I shared in Chapter 1 the value of establishing a communications protocol or plan well in advance the election date – at least 1 year. This is a great opportunity to drawn in and begin engaging your members/electors not only about the election processes but also build a culture that understands and embraces your election processes, the benefits it brings as a component of self government and self determination, and remove the uncertainty and build trust. Take the time early on to communicate and celebrate transparency, embracing self-determination and governance ownership, and with a focus on using the imminent election as an opportunity to continue building a strong, healthy and successful First Nation.

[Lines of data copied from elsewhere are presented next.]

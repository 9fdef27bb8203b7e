//! rusb-backed host stack
//!
//! Implements [`UsbHost`] and [`UsbHandle`] on top of a libusb context, mapping
//! rusb errors back to libusb's numeric codes.

use crate::error::OpenError;
use crate::host::{HostError, UsbHandle, UsbHost, codes};
use descriptor::{DeviceIdentifier, DeviceLocation, DeviceSpeed, DeviceSummary};
use rusb::{
    Context, Device, DeviceHandle, Direction, LogLevel, Recipient, RequestType, UsbContext,
};
use std::time::Duration;
use tracing::{debug, warn};

/// Timeout libusb uses for its own descriptor requests
const DESCRIPTOR_TIMEOUT: Duration = Duration::from_secs(1);

/// bRequest of a standard GET_DESCRIPTOR request
const REQUEST_GET_DESCRIPTOR: u8 = 0x06;

/// Host stack backed by a dedicated libusb context
pub struct RusbHost {
    context: Context,
}

impl RusbHost {
    /// Initialise a libusb context
    pub fn new() -> Result<Self, OpenError> {
        Self::with_log_level(None)
    }

    /// Initialise a libusb context, optionally setting libusb's own log level
    pub fn with_log_level(level: Option<LogLevel>) -> Result<Self, OpenError> {
        let mut context =
            Context::new().map_err(|e| OpenError::HostStackInitFailed(HostError::from(e)))?;

        if let Some(level) = level {
            context.set_log_level(level);
        }

        Ok(Self { context })
    }
}

impl UsbHost for RusbHost {
    type Handle = RusbHandle;

    fn list_devices(&self) -> Result<Vec<DeviceSummary>, HostError> {
        let devices = self.context.devices()?;
        let mut summaries = Vec::with_capacity(devices.len());

        for device in devices.iter() {
            match device.device_descriptor() {
                Ok(desc) => summaries.push(DeviceSummary {
                    identifier: DeviceIdentifier::new(desc.vendor_id(), desc.product_id()),
                    location: location_of(&device),
                }),
                Err(e) => warn!(
                    "Skipping device bus={}, addr={}: {}",
                    device.bus_number(),
                    device.address(),
                    e
                ),
            }
        }

        debug!("Enumerated {} devices", summaries.len());
        Ok(summaries)
    }

    fn open(
        &self,
        identifier: DeviceIdentifier,
    ) -> Result<Option<(RusbHandle, DeviceLocation)>, HostError> {
        for device in self.context.devices()?.iter() {
            let Ok(desc) = device.device_descriptor() else {
                continue;
            };
            if desc.vendor_id() != identifier.vendor_id
                || desc.product_id() != identifier.product_id
            {
                continue;
            }

            let handle = device.open()?;
            return Ok(Some((RusbHandle { handle }, location_of(&device))));
        }

        Ok(None)
    }
}

/// Opened rusb device
pub struct RusbHandle {
    handle: DeviceHandle<Context>,
}

impl UsbHandle for RusbHandle {
    fn kernel_driver_active(&self, interface: u8) -> Result<bool, HostError> {
        Ok(self.handle.kernel_driver_active(interface)?)
    }

    fn detach_kernel_driver(&mut self, interface: u8) -> Result<(), HostError> {
        Ok(self.handle.detach_kernel_driver(interface)?)
    }

    fn attach_kernel_driver(&mut self, interface: u8) -> Result<(), HostError> {
        Ok(self.handle.attach_kernel_driver(interface)?)
    }

    fn active_configuration(&self) -> Result<u8, HostError> {
        Ok(self.handle.active_configuration()?)
    }

    fn set_configuration(&mut self, configuration: u8) -> Result<(), HostError> {
        Ok(self.handle.set_active_configuration(configuration)?)
    }

    fn claim_interface(&mut self, interface: u8) -> Result<(), HostError> {
        Ok(self.handle.claim_interface(interface)?)
    }

    fn release_interface(&mut self, interface: u8) -> Result<(), HostError> {
        Ok(self.handle.release_interface(interface)?)
    }

    fn read_descriptor(
        &self,
        descriptor_type: u8,
        index: u8,
        buf: &mut [u8],
    ) -> Result<usize, HostError> {
        let request_type =
            rusb::request_type(Direction::In, RequestType::Standard, Recipient::Device);
        let value = (u16::from(descriptor_type) << 8) | u16::from(index);

        debug!(
            "GET_DESCRIPTOR: type={:#04x}, index={}, len={}",
            descriptor_type,
            index,
            buf.len()
        );

        Ok(self.handle.read_control(
            request_type,
            REQUEST_GET_DESCRIPTOR,
            value,
            0,
            buf,
            DESCRIPTOR_TIMEOUT,
        )?)
    }

    fn read_string(&self, index: u8) -> Result<String, HostError> {
        Ok(self.handle.read_string_descriptor_ascii(index)?)
    }

    fn close(self) -> Result<(), HostError> {
        // libusb_close runs when the handle drops
        drop(self.handle);
        Ok(())
    }
}

impl From<rusb::Error> for HostError {
    fn from(e: rusb::Error) -> Self {
        HostError::new(map_rusb_error(&e), e.to_string())
    }
}

/// Map a rusb error to its libusb error code
fn map_rusb_error(e: &rusb::Error) -> i32 {
    match e {
        rusb::Error::Io => codes::IO,
        rusb::Error::InvalidParam => codes::INVALID_PARAM,
        rusb::Error::Access => codes::ACCESS,
        rusb::Error::NoDevice => codes::NO_DEVICE,
        rusb::Error::NotFound => codes::NOT_FOUND,
        rusb::Error::Busy => codes::BUSY,
        rusb::Error::Timeout => codes::TIMEOUT,
        rusb::Error::Overflow => codes::OVERFLOW,
        rusb::Error::Pipe => codes::PIPE,
        rusb::Error::Interrupted => codes::INTERRUPTED,
        rusb::Error::NoMem => codes::NO_MEM,
        rusb::Error::NotSupported => codes::NOT_SUPPORTED,
        _ => codes::OTHER,
    }
}

fn location_of(device: &Device<Context>) -> DeviceLocation {
    DeviceLocation {
        bus_number: device.bus_number(),
        address: device.address(),
        speed: map_device_speed(device.speed()),
    }
}

/// Map rusb device speed to DeviceSpeed
fn map_device_speed(speed: rusb::Speed) -> DeviceSpeed {
    match speed {
        rusb::Speed::Low => DeviceSpeed::Low,
        rusb::Speed::Full => DeviceSpeed::Full,
        rusb::Speed::High => DeviceSpeed::High,
        rusb::Speed::Super => DeviceSpeed::Super,
        rusb::Speed::SuperPlus => DeviceSpeed::SuperPlus,
        _ => DeviceSpeed::Unknown,
    }
}

#[cfg(test)]
mod tests {
    use super::*;

    #[test]
    fn test_map_device_speed() {
        assert_eq!(map_device_speed(rusb::Speed::Low), DeviceSpeed::Low);
        assert_eq!(map_device_speed(rusb::Speed::Full), DeviceSpeed::Full);
        assert_eq!(map_device_speed(rusb::Speed::High), DeviceSpeed::High);
        assert_eq!(map_device_speed(rusb::Speed::Super), DeviceSpeed::Super);
        assert_eq!(
            map_device_speed(rusb::Speed::SuperPlus),
            DeviceSpeed::SuperPlus
        );
        assert_eq!(map_device_speed(rusb::Speed::Unknown), DeviceSpeed::Unknown);
    }

    #[test]
    fn test_map_rusb_error_codes() {
        assert_eq!(map_rusb_error(&rusb::Error::Busy), codes::BUSY);
        assert_eq!(map_rusb_error(&rusb::Error::Access), codes::ACCESS);
        assert_eq!(map_rusb_error(&rusb::Error::NotSupported), codes::NOT_SUPPORTED);
        assert_eq!(map_rusb_error(&rusb::Error::Other), codes::OTHER);
    }

    #[test]
    fn test_host_error_from_rusb() {
        let err = HostError::from(rusb::Error::Pipe);
        assert_eq!(err.code, codes::PIPE);
        assert!(!err.reason.is_empty());
    }
}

Sitting Chief and Councils (or whatever your elected office title) should also see this as an opportunity to share their successes, triumphs and challenges. It’s important that your people see that you have worked hard and remained dedication to the Nation and done your best to bring prosperity. It is equally important that your people see that you have made mistakes and stumbled, and made the tough decisions and continue to stand by them, and while not perfect always struggled to make the best decision possible with the information available.
Your election communication strategy should, and effective communications strategies always, utilize the variety of available communication media to your First Nation: print (newsletters and notices), community meetings, forums and gatherings, and the web (your Nations website and social media – more on this in the next 2 chapters). Not all media are created equal of course but whats important is not to put all your eggs in one basket and expect your communications to reach all members and have a positive and meaningful impact.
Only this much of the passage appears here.